Data shown START

//! Forecast runner — wires together series loading, the core dispatcher and timeouts.
//!
//! Three entry points:
//! - `run_forecast()`: forecasts a pre-loaded series on a worker thread with a hard timeout.
//! - `run_job()`: resolves the series for a [`JobConfig`], then runs. Used by the CLI.
//! - `run_batch()`: runs many jobs in parallel, preserving input order.

use std::path::Path;
use std::sync::atomic::{AtomicBool, Ordering};
use std::sync::{mpsc, Arc};
use std::thread;
use std::time::{Duration, Instant};

use rayon::prelude::*;
use serde::{Deserialize, Serialize};
use thiserror::Error;
use tracing::{info, warn};

use demandiq_core::{
    forecast_with_deadline, Deadline, ForecastConfig, ForecastError, HistoricalPoint, ModelKind,
    WeeklyForecastPoint,
};

use crate::cache::SeriesCache;
use crate::config::{ConfigError, JobConfig};
use crate::data_loader::{
    import_series_csv, load_series, series_hash, CsvSeriesProvider, DataError, LoadError,
    LoadOptions, SeriesProvider,
};

/// Errors from the runner.
#[derive(Debug, Error)]
pub enum RunError {
    #[error("config error: {0}")]
    Config(#[from] ConfigError),
    #[error("data error: {0}")]
    Load(#[from] LoadError),
    #[error("data error: {0}")]
    Data(#[from] DataError),
    #[error(transparent)]
    Forecast(#[from] ForecastError),
    #[error("forecast worker failed: {0}")]
    Worker(String),
}

impl RunError {
    /// The core error, when the failure came from the forecast itself.
    pub fn forecast_error(&self) -> Option<&ForecastError> {
        match self {
            RunError::Forecast(e) | RunError::Config(ConfigError::Model(e)) => Some(e),
            _ => None,
        }
    }
}

/// Current schema version for persisted outcomes.
pub const SCHEMA_VERSION: u32 = 1;

/// What to forecast.
#[derive(Debug, Clone)]
pub struct ForecastRequest {
    pub keyword: String,
    pub model: ModelKind,
    pub config: ForecastConfig,
}

/// Complete result of one forecast.
#[derive(Debug, Clone, Serialize, Deserialize, PartialEq)]
pub struct ForecastOutcome {
    /// Schema version for forward-compatible deserialization.
    #[serde(default = "default_schema_version")]
    pub schema_version: u32,
    pub keyword: String,
    pub model: ModelKind,
    pub horizon_weeks: u32,
    pub points: Vec<WeeklyForecastPoint>,
    pub history_len: usize,
    pub series_hash: String,
    pub elapsed_ms: u64,
    pub synthetic: bool,
}

fn default_schema_version() -> u32 {
    SCHEMA_VERSION
}

/// Forecast `history` on a dedicated worker thread, waiting at most `timeout`.
///
/// The worker also observes the budget cooperatively; when the wait expires
/// its cancellation flag is raised and `TimeoutExceeded` is returned without
/// waiting for it to wind down.
pub fn run_forecast(
    request: &ForecastRequest,
    history: &[HistoricalPoint],
    timeout: Duration,
) -> Result<ForecastOutcome, RunError> {
    let started = Instant::now();
    let cancel = Arc::new(AtomicBool::new(false));
    let deadline = Deadline::after(timeout).with_cancel_flag(Arc::clone(&cancel));

    let (tx, rx) = mpsc::channel();
    let owned_history = history.to_vec();
    let config = request.config.clone();
    let model = request.model;
    thread::Builder::new()
        // Keywords may hold bytes a thread name cannot (NUL), so the name is fixed.
        .name("forecast-worker".into())
        .spawn(move || {
            let result = forecast_with_deadline(model.token(), &owned_history, &config, &deadline);
            // The receiver is gone once the runner has timed out.
            let _ = tx.send(result);
        })
        .map_err(|e| RunError::Worker(format!("failed to spawn worker: {e}")))?;

    let points = match rx.recv_timeout(timeout) {
        Ok(result) => result?,
        Err(mpsc::RecvTimeoutError::Timeout) => {
            cancel.store(true, Ordering::Relaxed);
            warn!(keyword = %request.keyword, model = %model, timeout_ms = timeout.as_millis() as u64, "forecast timed out");
            return Err(ForecastError::TimeoutExceeded {
                limit_ms: timeout.as_millis() as u64,
                stage: "forecast worker".into(),
            }
            .into());
        }
        Err(mpsc::RecvTimeoutError::Disconnected) => {
            return Err(RunError::Worker("worker exited without a result".into()));
        }
    };

    let elapsed_ms = started.elapsed().as_millis() as u64;
    info!(keyword = %request.keyword, model = %model, weeks = points.len(), elapsed_ms, "forecast finished");

    Ok(ForecastOutcome {
        schema_version: SCHEMA_VERSION,
        keyword: request.keyword.clone(),
        model,
        horizon_weeks: request.config.horizon_weeks(),
        points,
        history_len: history.len(),
        series_hash: series_hash(history),
        elapsed_ms,
        synthetic: false,
    })
}

/// Resolve the series for `config` and forecast it.
///
/// A configured `series_csv` is imported first (replacing the cached series);
/// otherwise the cache → provider → synthetic policy applies, with a
/// [`CsvSeriesProvider`] over `provider_dir` when one is configured.
pub fn run_job(config: &JobConfig) -> Result<ForecastOutcome, RunError> {
    let provider = config.data.provider_dir.as_deref().map(CsvSeriesProvider::new);
    run_job_with_provider(
        config,
        provider.as_ref().map(|p| p as &dyn SeriesProvider),
    )
}

/// [`run_job`] with an explicit provider.
pub fn run_job_with_provider(
    config: &JobConfig,
    provider: Option<&dyn SeriesProvider>,
) -> Result<ForecastOutcome, RunError> {
    config.validate()?;
    let keyword = &config.forecast.keyword;
    let cache = SeriesCache::new(&config.data.cache_dir);

    let series = match &config.data.series_csv {
        Some(path) => import_series_csv(keyword, path, &cache)?,
        None => {
            let opts = LoadOptions {
                timeframe: config.forecast.timeframe.clone(),
                region: config.forecast.region.clone(),
                synthetic: config.data.synthetic,
                force_refresh: config.data.force_refresh,
                ..LoadOptions::default()
            };
            load_series(keyword, &cache, provider, &opts)?
        }
    };

    let request = ForecastRequest {
        keyword: series.keyword.clone(),
        model: config.model_kind()?,
        config: config.forecast_config(),
    };
    let mut outcome = run_forecast(&request, &series.points, config.timeout())?;
    outcome.synthetic = series.is_synthetic();
    Ok(outcome)
}

/// Run every job in parallel. Results come back in input order.
pub fn run_batch(jobs: &[JobConfig]) -> Vec<Result<ForecastOutcome, RunError>> {
    jobs.par_iter().map(run_job).collect()
}

/// Load jobs from TOML files, one job per file.
pub fn load_jobs<P: AsRef<Path>>(paths: &[P]) -> Result<Vec<JobConfig>, ConfigError> {
    paths.iter().map(|p| JobConfig::from_file(p.as_ref())).collect()
}
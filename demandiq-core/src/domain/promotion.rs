//! PromotionSet — calendar days known in advance to perturb demand.

use chrono::NaiveDate;
use serde::{Deserialize, Serialize};
use std::collections::BTreeSet;

/// Set of promotion days, compared at day granularity.
#[derive(Debug, Clone, Default, PartialEq, Eq, Serialize, Deserialize)]
#[serde(transparent)]
pub struct PromotionSet(BTreeSet<NaiveDate>);

impl PromotionSet {
    pub fn new() -> Self {
        Self::default()
    }

    pub fn contains(&self, date: NaiveDate) -> bool {
        self.0.contains(&date)
    }

    pub fn insert(&mut self, date: NaiveDate) -> bool {
        self.0.insert(date)
    }

    pub fn is_empty(&self) -> bool {
        self.0.is_empty()
    }

    pub fn len(&self) -> usize {
        self.0.len()
    }

    /// Promotion days in ascending order.
    pub fn iter(&self) -> impl Iterator<Item = NaiveDate> + '_ {
        self.0.iter().copied()
    }
}

impl FromIterator<NaiveDate> for PromotionSet {
    fn from_iter<I: IntoIterator<Item = NaiveDate>>(iter: I) -> Self {
        Self(iter.into_iter().collect())
    }
}

impl From<Vec<NaiveDate>> for PromotionSet {
    fn from(dates: Vec<NaiveDate>) -> Self {
        dates.into_iter().collect()
    }
}
//! Weekly resampling of daily predictions.
//!
//! Buckets are labelled by the Friday that closes them: every date belongs to
//! the bucket of its following-or-equal Friday. A bucket's value is the mean of
//! the days actually present; missing days are never interpolated.

use chrono::{Datelike, Duration, NaiveDate, Weekday};
use std::collections::BTreeMap;

use crate::domain::{DailyPrediction, WeeklyForecastPoint};

/// Friday on or after `date`.
pub fn week_ending_friday(date: NaiveDate) -> NaiveDate {
    let today = date.weekday().num_days_from_monday() as i64;
    let friday = Weekday::Fri.num_days_from_monday() as i64;
    date + Duration::days((friday - today).rem_euclid(7))
}

/// Collapse `(date, value)` pairs into Friday-anchored weekly means, ascending.
pub fn resample_weekly<I>(values: I) -> Vec<WeeklyForecastPoint>
where
    I: IntoIterator<Item = (NaiveDate, f64)>,
{
    let mut buckets: BTreeMap<NaiveDate, (f64, usize)> = BTreeMap::new();
    for (date, value) in values {
        let entry = buckets.entry(week_ending_friday(date)).or_insert((0.0, 0));
        entry.0 += value;
        entry.1 += 1;
    }

    buckets
        .into_iter()
        .map(|(week_ending_date, (sum, count))| WeeklyForecastPoint {
            week_ending_date,
            predicted_value: sum / count as f64,
        })
        .collect()
}

/// Resample model output, using each day's adjusted value.
pub fn resample_daily(predictions: &[DailyPrediction]) -> Vec<WeeklyForecastPoint> {
    resample_weekly(predictions.iter().map(|p| (p.date, p.value)))
}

Data shown END

■ Work to complete ■
Of the lines above, extract only those from the line with "Ok(outcome)" to the line with "fn from(dates: Vec<NaiveDate>)", both included, exactly as written.

■ Solved problem ■
    Ok(outcome)
}

/// Run every job in parallel. Results come back in input order.
pub fn run_batch(jobs: &[JobConfig]) -> Vec<Result<ForecastOutcome, RunError>> {
    jobs.par_iter().map(run_job).collect()
}

/// Load jobs from TOML files, one job per file.
pub fn load_jobs<P: AsRef<Path>>(paths: &[P]) -> Result<Vec<JobConfig>, ConfigError> {
    paths.iter().map(|p| JobConfig::from_file(p.as_ref())).collect()
}
filename demandiq-core/src/domain/promotion.rs
//! PromotionSet — calendar days known in advance to perturb demand.

use chrono::NaiveDate;
use serde::{Deserialize, Serialize};
use std::collections::BTreeSet;

/// Set of promotion days, compared at day granularity.
#[derive(Debug, Clone, Default, PartialEq, Eq, Serialize, Deserialize)]
#[serde(transparent)]
pub struct PromotionSet(BTreeSet<NaiveDate>);

impl PromotionSet {
    pub fn new() -> Self {
        Self::default()
    }

    pub fn contains(&self, date: NaiveDate) -> bool {
        self.0.contains(&date)
    }

    pub fn insert(&mut self, date: NaiveDate) -> bool {
        self.0.insert(date)
    }

    pub fn is_empty(&self) -> bool {
        self.0.is_empty()
    }

    pub fn len(&self) -> usize {
        self.0.len()
    }

    /// Promotion days in ascending order.
    pub fn iter(&self) -> impl Iterator<Item = NaiveDate> + '_ {
        self.0.iter().copied()
    }
}

impl FromIterator<NaiveDate> for PromotionSet {
    fn from_iter<I: IntoIterator<Item = NaiveDate>>(iter: I) -> Self {
        Self(iter.into_iter().collect())
    }
}

impl From<Vec<NaiveDate>> for PromotionSet {
    fn from(dates: Vec<NaiveDate>) -> Self {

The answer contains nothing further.